自然災害でも、紛争でも、被災者の半数以上は子どもたちです。
国際NGOワールド・ビジョンは、危機においてもっとも弱い立場に置かれる子どもたちを守るため、①緊急援助 ②復興支援 ③防災・減災の活動を行います。
人道支援とは、主要な国際機関等により「緊急事態またはその直後における、人命救助、苦痛の軽減、人間の尊厳の維持及び保護のための支援」と定義されており、「人間の安全保障」の確保のための具体的な取組の一つです。 緊急事態への対応だけでなく、災害予防・救援、復旧・復興支援等も含まれています。
迅速な緊急支援を可能とするのは、日ごろの備えです。
ワールド・ビジョンが活動する多くの国で、災害直後に被災者へ配布する支援物資(ビニールシート、給水タンク、浄水剤、シェルターの材料、調理器具、毛布等)を倉庫に備蓄する一方、食糧については非常時の入手手段を確保しています。
また、戦略的に選ばれた世界に4カ所ある備蓄倉庫からは、必要な支援物資を運搬できる体制も整えています。

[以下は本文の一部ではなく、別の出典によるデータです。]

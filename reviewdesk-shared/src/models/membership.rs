/// Membership model and database operations
///
/// A membership links a user to an account with exactly one role. There is at
/// most one row per (account, user) pair, enforced by the primary key.
///
/// # Schema
///
/// ```sql
/// CREATE TYPE membership_role AS ENUM ('owner', 'member', 'support');
///
/// CREATE TABLE account_users (
///     account_id UUID NOT NULL REFERENCES accounts(id) ON DELETE CASCADE,
///     user_id UUID NOT NULL,
///     role membership_role NOT NULL DEFAULT 'member',
///     created_at TIMESTAMPTZ NOT NULL DEFAULT NOW(),
///     PRIMARY KEY (account_id, user_id)
/// );
/// ```
///
/// # Roles
///
/// - **owner**: billing, member management, every account mutation
/// - **member**: day-to-day campaign and review work
/// - **support**: staff granted access to help an account
///
/// All reads here go straight to the database. Role data is never cached so a
/// demoted or removed user loses access on their very next request.

use chrono::{DateTime, Utc};
use serde::{Deserialize, Serialize};
use sqlx::PgPool;
use uuid::Uuid;

/// Roles a user can hold within an account
#[derive(Debug, Clone, Copy, PartialEq, Eq, Hash, Serialize, Deserialize, sqlx::Type)]
#[sqlx(type_name = "membership_role", rename_all = "lowercase")]
#[serde(rename_all = "lowercase")]
pub enum MembershipRole {
    /// Full control of the account
    Owner,

    /// Regular team member
    Member,

    /// Support staff acting on the account's behalf
    Support,
}

impl MembershipRole {
    /// All accepted role values, in display order
    pub const ALL: [MembershipRole; 3] = [
        MembershipRole::Owner,
        MembershipRole::Member,
        MembershipRole::Support,
    ];

    /// Converts role to its stored string form
    pub fn as_str(&self) -> &'static str {
        match self {
            MembershipRole::Owner => "owner",
            MembershipRole::Member => "member",
            MembershipRole::Support => "support",
        }
    }

    /// Parses a role from its stored string form
    ///
    /// Only the exact lowercase values are accepted.
    pub fn from_str(s: &str) -> Option<Self> {
        match s {
            "owner" => Some(MembershipRole::Owner),
            "member" => Some(MembershipRole::Member),
            "support" => Some(MembershipRole::Support),
            _ => None,
        }
    }

    /// Whether this role is `owner`
    pub fn is_owner(&self) -> bool {
        matches!(self, MembershipRole::Owner)
    }
}

impl std::fmt::Display for MembershipRole {
    fn fmt(&self, f: &mut std::fmt::Formatter<'_>) -> std::fmt::Result {
        f.write_str(self.as_str())
    }
}

/// Membership row linking a user to an account
#[derive(Debug, Clone, Serialize, Deserialize, sqlx::FromRow)]
pub struct Membership {
    /// Account ID
    pub account_id: Uuid,

    /// User ID
    pub user_id: Uuid,

    /// Role within the account
    pub role: MembershipRole,

    /// When the membership was created
    pub created_at: DateTime<Utc>,
}

impl Membership {
    /// Finds the membership for a user in an account
    ///
    /// # Errors
    ///
    /// Returns an error if the database query fails
    ///
    /// # Example
    ///
    /// ```no_run
    /// # use reviewdesk_shared::models::membership::Membership;
    /// # use sqlx::PgPool;
    /// # use uuid::Uuid;
    /// # async fn example(pool: PgPool, account_id: Uuid, user_id: Uuid) -> Result<(), sqlx::Error> {
    /// if let Some(membership) = Membership::find(&pool, account_id, user_id).await? {
    ///     println!("Role: {}", membership.role);
    /// }
    /// # Ok(())
    /// # }
    /// ```
    pub async fn find(
        pool: &PgPool,
        account_id: Uuid,
        user_id: Uuid,
    ) -> Result<Option<Self>, sqlx::Error> {
        let membership = sqlx::query_as::<_, Membership>(
            r#"
            SELECT account_id, user_id, role, created_at
            FROM account_users
            WHERE account_id = $1 AND user_id = $2
            "#,
        )
        .bind(account_id)
        .bind(user_id)
        .fetch_optional(pool)
        .await?;

        Ok(membership)
    }

    /// Changes a non-owner member's role
    ///
    /// Returns the updated membership, or `None` if the user is not a member
    /// or is an owner.
    pub async fn update_role(
        pool: &PgPool,
        account_id: Uuid,
        user_id: Uuid,
        role: MembershipRole,
    ) -> Result<Option<Self>, sqlx::Error> {
        let membership = sqlx::query_as::<_, Membership>(
            r#"
            UPDATE account_users
            SET role = $3
            WHERE account_id = $1 AND user_id = $2 AND role <> 'owner'
            RETURNING account_id, user_id, role, created_at
            "#,
        )
        .bind(account_id)
        .bind(user_id)
        .bind(role)
        .fetch_optional(pool)
        .await?;

        Ok(membership)
    }

    /// Removes a non-owner member from an account
    ///
    /// Returns true if a row was deleted. Owner rows are never deleted.
    pub async fn delete(pool: &PgPool, account_id: Uuid, user_id: Uuid) -> Result<bool, sqlx::Error> {
        let result = sqlx::query(
            "DELETE FROM account_users WHERE account_id = $1 AND user_id = $2 AND role <> 'owner'",
        )
            .bind(account_id)
            .bind(user_id)
            .execute(pool)
            .await?;

        Ok(result.rows_affected() > 0)
    }

    /// Lists all members of an account, oldest first
    pub async fn list_by_account(pool: &PgPool, account_id: Uuid) -> Result<Vec<Self>, sqlx::Error> {
        let memberships = sqlx::query_as::<_, Membership>(
            r#"
            SELECT account_id, user_id, role, created_at
            FROM account_users
            WHERE account_id = $1
            ORDER BY created_at ASC
            "#,
        )
        .bind(account_id)
        .fetch_all(pool)
        .await?;

        Ok(memberships)
    }

    /// Picks the account a user lands on when no account was selected
    ///
    /// Owned accounts win over other memberships; ties go to the oldest
    /// membership.
    pub async fn default_account_for_user(
        pool: &PgPool,
        user_id: Uuid,
    ) -> Result<Option<Uuid>, sqlx::Error> {
        let account_id: Option<Uuid> = sqlx::query_scalar(
            r#"
            SELECT account_id FROM account_users
            WHERE user_id = $1
            ORDER BY (role = 'owner') DESC, created_at ASC
            LIMIT 1
            "#,
        )
        .bind(user_id)
        .fetch_optional(pool)
        .await?;

        Ok(account_id)
    }
}

#[cfg(test)]
mod tests {
    use super::*;

    #[test]
    fn test_membership_role_as_str() {
        assert_eq!(MembershipRole::Owner.as_str(), "owner");
        assert_eq!(MembershipRole::Member.as_str(), "member");
        assert_eq!(MembershipRole::Support.as_str(), "support");
    }

    #[test]
    fn test_membership_role_from_str() {
        for role in MembershipRole::ALL {
            assert_eq!(MembershipRole::from_str(role.as_str()), Some(role));
        }

        assert_eq!(MembershipRole::from_str("admin"), None);
        assert_eq!(MembershipRole::from_str("Owner"), None);
        assert_eq!(MembershipRole::from_str(""), None);
    }

    #[test]
    fn test_only_owner_is_owner() {
        assert!(MembershipRole::Owner.is_owner());
        assert!(!MembershipRole::Member.is_owner());
        assert!(!MembershipRole::Support.is_owner());
    }

    #[test]
    fn test_role_serde_lowercase() {
        let json = serde_json::to_string(&MembershipRole::Support).unwrap();
        assert_eq!(json, "\"support\"");

        let role: MembershipRole = serde_json::from_str("\"owner\"").unwrap();
        assert_eq!(role, MembershipRole::Owner);
    }
}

NGOワールド・ビジョンには、緊急支援専門のスタッフから成るグローバル緊急支援チームがあります。世界各地の災害/紛争地域に身を置き、新たな大規模災害等が発生した際には、発生から数時間で派遣され、緊急支援を行う国の現地スタッフをサポートします。
緊急事態に備え、皆さまからお預かりしている緊急援助募金が、速やかな支援の初動を可能にしています。

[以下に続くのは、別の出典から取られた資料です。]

/// API route handlers
///
/// This module contains all route handlers organized by resource:
///
/// - `health`: Health check endpoint
/// - `me`: The verified user
/// - `account`: The resolved account
/// - `members`: Account member listing and management
/// - `admin`: Platform admin account inspection
/// - `cron`: Scheduled maintenance jobs
/// - `webhooks`: Inbound provider webhooks

pub mod account;
pub mod admin;
pub mod cron;
pub mod health;
pub mod me;
pub mod members;
pub mod webhooks;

特定の災害/紛争のための募金活動や、政府等からの助成金で新たな資金を得られるまでには時間を要するため、この緊急援助募金による資金が、迅速な支援のために大切な役割を果たしています。
大規模災害/紛争における支援では、NGOワールド・ビジョンは国連機関やその他の援助組織と連携して活動します。
これにより、支援の重複や無駄を防ぎ、限られたリソースを効率的に活用することができます。

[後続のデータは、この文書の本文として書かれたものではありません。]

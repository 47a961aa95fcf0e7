/// Membership checks and privilege gates
///
/// This module provides the checks that run once a request has a verified
/// user and, for account-scoped requests, a resolved account.
///
/// # Permission Model
///
/// 1. **Account Membership**: the user must hold a membership row for the account
/// 2. **Role Gates**: owner-only operations check the membership role
/// 3. **Platform Admin**: a flag independent of any account
/// 4. **Member Management Safety**: owners cannot act on their own membership
///    and nobody can remove or re-role another owner through the API
///
/// Every check reads the store directly. Nothing is cached, so a removed or
/// demoted user is refused on their very next request.
///
/// # Example
///
/// ```no_run
/// use reviewdesk_shared::auth::authorization::{require_owner, verify_membership};
/// use reviewdesk_shared::auth::error::AuthFailure;
/// use reviewdesk_shared::auth::identity::User;
/// use reviewdesk_shared::store::AccountStore;
/// use uuid::Uuid;
///
/// async fn check_permissions(
///     store: &dyn AccountStore,
///     user: &User,
///     account_id: Uuid,
/// ) -> Result<(), AuthFailure> {
///     let role = verify_membership(store, user, account_id).await?;
///     require_owner(role)?;
///     Ok(())
/// }
/// ```

use tracing::{debug, warn};
use uuid::Uuid;

use super::error::AuthFailure;
use super::identity::User;
use crate::models::membership::{Membership, MembershipRole};
use crate::store::{AccountStore, AdminLookup};

/// Confirms the user is a member of the account and returns their role
///
/// # Errors
///
/// Returns `AuthFailure::MembershipDenied` if there is no membership row,
/// `AuthFailure::Internal` if the lookup fails
pub async fn verify_membership(
    store: &dyn AccountStore,
    user: &User,
    account_id: Uuid,
) -> Result<MembershipRole, AuthFailure> {
    match store.find_membership(user.id, account_id).await? {
        Some(membership) => {
            debug!(user_id = %user.id, %account_id, role = %membership.role, "Membership verified");
            Ok(membership.role)
        }
        None => {
            warn!(user_id = %user.id, %account_id, "No membership for resolved account");
            Err(AuthFailure::MembershipDenied { account_id })
        }
    }
}

/// Whether the user is a platform admin
///
/// # Errors
///
/// Returns `AuthFailure::Internal` if the lookup fails
pub async fn is_admin(admins: &dyn AdminLookup, user: &User) -> Result<bool, AuthFailure> {
    Ok(admins.is_admin(user.id).await?)
}

/// Requires the platform admin flag
pub async fn require_admin(admins: &dyn AdminLookup, user: &User) -> Result<(), AuthFailure> {
    if !is_admin(admins, user).await? {
        warn!(user_id = %user.id, "Admin access denied");
        return Err(AuthFailure::InsufficientRole { required: "admin" });
    }

    Ok(())
}

/// Requires the `owner` role
pub fn require_owner(role: MembershipRole) -> Result<(), AuthFailure> {
    if !role.is_owner() {
        return Err(AuthFailure::InsufficientRole { required: "owner" });
    }

    Ok(())
}

/// Parses a role supplied by a client
///
/// # Errors
///
/// Returns `AuthFailure::MalformedPrivilegedRequest` unless the value is
/// exactly one of `owner`, `member`, `support`
pub fn parse_role(raw: &str) -> Result<MembershipRole, AuthFailure> {
    MembershipRole::from_str(raw).ok_or_else(|| {
        let accepted: Vec<&str> = MembershipRole::ALL.iter().map(|r| r.as_str()).collect();
        AuthFailure::MalformedPrivilegedRequest(format!(
            "Invalid role. Must be one of: {}",
            accepted.join(", ")
        ))
    })
}

/// Checks that `actor_id` may remove `target`
///
/// Assumes the actor already passed [`require_owner`].
///
/// # Errors
///
/// Returns `AuthFailure::MalformedPrivilegedRequest` when the actor targets
/// their own membership or another owner's
pub fn check_member_removal(actor_id: Uuid, target: &Membership) -> Result<(), AuthFailure> {
    if target.user_id == actor_id {
        return Err(AuthFailure::MalformedPrivilegedRequest(
            "You cannot remove yourself from the account".to_string(),
        ));
    }

    if target.role.is_owner() {
        return Err(AuthFailure::MalformedPrivilegedRequest(
            "Account owners cannot be removed".to_string(),
        ));
    }

    Ok(())
}

/// Checks that `actor_id` may give `target` the role `raw_role`
///
/// Assumes the actor already passed [`require_owner`]. Returns the parsed role.
///
/// # Errors
///
/// Returns `AuthFailure::MalformedPrivilegedRequest` for an unknown role, a
/// change to the actor's own membership, or a change to another owner
pub fn check_role_change(
    actor_id: Uuid,
    target: &Membership,
    raw_role: &str,
) -> Result<MembershipRole, AuthFailure> {
    let role = parse_role(raw_role)?;

    if target.user_id == actor_id {
        return Err(AuthFailure::MalformedPrivilegedRequest(
            "You cannot change your own role".to_string(),
        ));
    }

    if target.role.is_owner() {
        return Err(AuthFailure::MalformedPrivilegedRequest(
            "Account owners cannot be modified".to_string(),
        ));
    }

    Ok(role)
}

#[cfg(test)]
mod tests {
    use super::*;
    use crate::models::account::AccountPlan;
    use crate::store::memory::InMemoryStore;
    use axum::http::StatusCode;
    use chrono::Utc;
    use serde_json::Map;

    fn user(id: Uuid) -> User {
        User {
            id,
            email: None,
            email_confirmed_at: None,
            app_metadata: Map::new(),
            user_metadata: Map::new(),
        }
    }

    fn membership(user_id: Uuid, role: MembershipRole) -> Membership {
        Membership {
            account_id: Uuid::new_v4(),
            user_id,
            role,
            created_at: Utc::now(),
        }
    }

    #[tokio::test]
    async fn test_verify_membership() {
        let store = InMemoryStore::new();
        let member = user(Uuid::new_v4());
        let account = store
            .insert_account("Bakery", AccountPlan::Pro, None, Utc::now())
            .await;
        store
            .insert_membership(account.id, member.id, MembershipRole::Support)
            .await;

        let role = verify_membership(&store, &member, account.id).await.unwrap();
        assert_eq!(role, MembershipRole::Support);

        let stranger = user(Uuid::new_v4());
        let err = verify_membership(&store, &stranger, account.id)
            .await
            .unwrap_err();
        assert_eq!(err.status_code(), StatusCode::FORBIDDEN);
    }

    #[tokio::test]
    async fn test_removed_member_denied_on_next_check() {
        let store = InMemoryStore::new();
        let member = user(Uuid::new_v4());
        let account = store
            .insert_account("Bakery", AccountPlan::Pro, None, Utc::now())
            .await;
        store
            .insert_membership(account.id, member.id, MembershipRole::Member)
            .await;

        assert!(verify_membership(&store, &member, account.id).await.is_ok());
        store.remove_member(account.id, member.id).await.unwrap();
        assert!(verify_membership(&store, &member, account.id).await.is_err());
    }

    #[tokio::test]
    async fn test_admin_is_account_independent() {
        let store = InMemoryStore::new();
        let admin = user(Uuid::new_v4());
        store.insert_admin(admin.id).await;

        assert!(is_admin(&store, &admin).await.unwrap());
        assert!(require_admin(&store, &admin).await.is_ok());

        let err = require_admin(&store, &user(Uuid::new_v4())).await.unwrap_err();
        assert_eq!(err, AuthFailure::InsufficientRole { required: "admin" });
    }

    #[test]
    fn test_require_owner() {
        assert!(require_owner(MembershipRole::Owner).is_ok());
        assert!(require_owner(MembershipRole::Member).is_err());
        assert!(require_owner(MembershipRole::Support).is_err());
    }

    #[test]
    fn test_parse_role() {
        assert_eq!(parse_role("support").unwrap(), MembershipRole::Support);

        for bad in ["admin", "Owner", "", " member"] {
            let err = parse_role(bad).unwrap_err();
            assert_eq!(err.status_code(), StatusCode::BAD_REQUEST);
        }
    }

    #[test]
    fn test_member_removal_rules() {
        let actor = Uuid::new_v4();

        let own = membership(actor, MembershipRole::Owner);
        assert!(check_member_removal(actor, &own).is_err());

        let other_owner = membership(Uuid::new_v4(), MembershipRole::Owner);
        assert!(check_member_removal(actor, &other_owner).is_err());

        let member = membership(Uuid::new_v4(), MembershipRole::Member);
        assert!(check_member_removal(actor, &member).is_ok());
    }

    #[test]
    fn test_role_change_rules() {
        let actor = Uuid::new_v4();

        let own = membership(actor, MembershipRole::Owner);
        let err = check_role_change(actor, &own, "member").unwrap_err();
        assert_eq!(err.status_code(), StatusCode::BAD_REQUEST);

        let other_owner = membership(Uuid::new_v4(), MembershipRole::Owner);
        assert!(check_role_change(actor, &other_owner, "member").is_err());

        let member = membership(Uuid::new_v4(), MembershipRole::Member);
        assert!(check_role_change(actor, &member, "superuser").is_err());
        assert_eq!(
            check_role_change(actor, &member, "support").unwrap(),
            MembershipRole::Support
        );
    }
}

災害/紛争発生時、人命最優先の支援を行う緊急期を経て、復興支援へと移行します。被災した子どもの保護者が生計手段を回復し、子どもたちが健やかに成長できる生活基盤を取り戻すためには、次の分野での支援が必要です。
安心して住める家に入居できること、安全な水、安定した食糧の供給、教育へのアクセスなどを再び実現し、コミュニティが将来の災害に備えていける力を蓄えられるよう、地域の人々とともに活動しながら、中長期的な支援を行います。
また、被災により精神的に不安定になる子どもたちのために、子どもたちが自由に過ごせる「チャイルド・フレンドリー・スペース」を運営します(緊急期から開始することもあります)。子どもたちに安全な遊び・学びの場を提供することで、精神的なショックを和らげ、子どもの成長に欠かせない生活のリズムを取り戻す効果が期待できます。子どもたちが平常心を回復し、復興への希望や期待が持てるよう、支援します。
ワールド・ビジョンは、干ばつ、地震、台風、洪水などの様々な災害を前もって想定し、そのリスクに備えて子どもたちを守る「防災・減災」の活動に力を入れています。
子どもたちの成長するコミュニティが自然災害に対応する力をつけ、 被災してもその後に回復できる強さを育むことを目指し、次の 3原則による活動を行っています。
これらの原則は、緊急援助だけでなく、チャイルド・スポンサーシップを中心とする開発援助の活動でも積極的に取り組んでいます。(詳しくは、こちらの記事をご覧ください)
また、台風、洪水、飢きん等の災害や、紛争などの兆候を察知する早期警戒(early warning)にも力を入れています。世界各地のスタッフが、リスクのある国や地域の状況をモニタリングし、継続的に情報収集しています。予め情報を集めることにより、どこでどの程度の被害がでるかを予測し、災害/紛争によって生じる被害を減らす減災につなげることができるのです。